URGENCY
Art has many faces, many ways of appearing, many origins and many expressions. It can take place in its historical forms, like sculpture and painting, but it can also be photography, found and appropriated objects, films, texts and sounds. Since the beginning of the 20th century it has also been manifestos, political and civic interventions or merely provocative acts, and more or less theatrical events. With Joseph Beuys, a German artist who placed ecological thinking and social pedagogy at the centre of his work, it began to take on the form of conferences, interventions and dialogues.
For Fernando Alvim, an Angolan artist who divides his time between Luanda and Brussels, his art is all of this. It goes beyond the fields of video, painting and installation onto the organization of events, curating exhibitions, promoting alternative spaces, music, the organization of the Luanda Triennial – and all of this also includes and comes back to the interior of the paintings.
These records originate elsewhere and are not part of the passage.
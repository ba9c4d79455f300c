//! Validate config command implementation
//!
//! Loads the configuration file and prints what it resolved to.

use super::{EXIT_CONFIG, EXIT_OK};
use crate::adapters::postgresql::client::redact_connection_string;
use crate::config::load_config;
use crate::config::schema::DatabaseTarget;
use crate::core::etl::{EtlPolicy, EtlSettings};
use clap::Args;
use secrecy::ExposeSecret;

/// Arguments for the validate-config command
#[derive(Args, Debug)]
pub struct ValidateArgs {}

impl ValidateArgs {
    /// Execute the validate-config command
    pub async fn execute(&self, config_path: &str) -> anyhow::Result<i32> {
        tracing::info!(config_path = %config_path, "Validating configuration");

        println!("🔍 Validating configuration file: {config_path}");
        println!();

        // load_config validates before returning
        let config = match load_config(config_path) {
            Ok(c) => {
                println!("✅ Configuration file loaded successfully");
                c
            }
            Err(e) => {
                println!("❌ Configuration validation failed");
                println!("   Error: {e}");
                return Ok(EXIT_CONFIG);
            }
        };

        let settings = match EtlSettings::from_config(&config.etl, config.application.dry_run) {
            Ok(s) => s,
            Err(e) => {
                println!("❌ Invalid [etl] section");
                println!("   Error: {e}");
                return Ok(EXIT_CONFIG);
            }
        };

        println!("✅ Configuration is valid");
        println!();
        println!("Configuration Summary:");
        println!("  Log Level: {}", config.application.log_level);
        println!("  Dry Run: {}", config.application.dry_run);

        match config.database_target {
            DatabaseTarget::Memory => {
                println!("  Database Target: memory (library and tests only; CLI commands refuse it)");
            }
            DatabaseTarget::PostgreSQL => {
                if let Some(ref pg_config) = config.postgresql {
                    println!("  Database Target: PostgreSQL");
                    println!(
                        "  PostgreSQL Connection: {}",
                        redact_connection_string(pg_config.connection_string.expose_secret().as_ref())
                    );
                    println!("  Max Connections: {}", pg_config.max_connections);
                    println!("  SSL Mode: {}", pg_config.ssl_mode);
                }
            }
        }

        let types: Vec<&str> = settings.document_types.iter().map(|t| t.as_str()).collect();
        println!("  Document Types: {}", types.join(", "));
        println!("  Batch Size: {}", settings.batch_size);
        println!("  Workers: {}", config.etl.workers);
        println!("  Poll Interval: {}s", settings.poll_interval.as_secs());

        let policy = EtlPolicy::from(&config.etl.policy);
        println!("  Stale After: {}s", policy.stale_after.as_secs());
        println!(
            "  Backoff: {}s x{} up to {}s",
            policy.backoff_initial.as_secs(),
            policy.backoff_multiplier,
            policy.backoff_max.as_secs()
        );
        match policy.terminal_after_attempts {
            Some(n) => println!("  Escalate After: {n} attempts"),
            None => println!("  Escalate After: never"),
        }
        if !config.etl.policies.is_empty() {
            let mut overridden: Vec<&String> = config.etl.policies.keys().collect();
            overridden.sort();
            println!("  Policy Overrides: {overridden:?}");
        }
        println!();

        Ok(EXIT_OK)
    }
}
As an African artist he naturally sees Africa as the primary source for his material, the information that converts it into a political mark, in the wake of the African modernisms that have emerged since the nineteen fifties. As the European artist that he also is, he situates it within the fabric of contemporary art, using the devices and the freedom of expression that were the major conquest of the last century of European art.
This work, one of the author’s works that belong to the Colecção da Caixa Geral de Depósitos, is an installation in which a text is projected on a small forest of thermos bottles. The text projected is made up of words that, in contrast and contradiction, state “murder”, “fragile”, “free”, “African”, “war”, “violent”, “beautiful”, “white”, “sick”, “American”, “vulnerable”, etc.
Works of art sometimes opt for this interventional capacity, for placing themselves in the poetics of urgency. Fernando Alvim’s work lives off this feeling of pressure.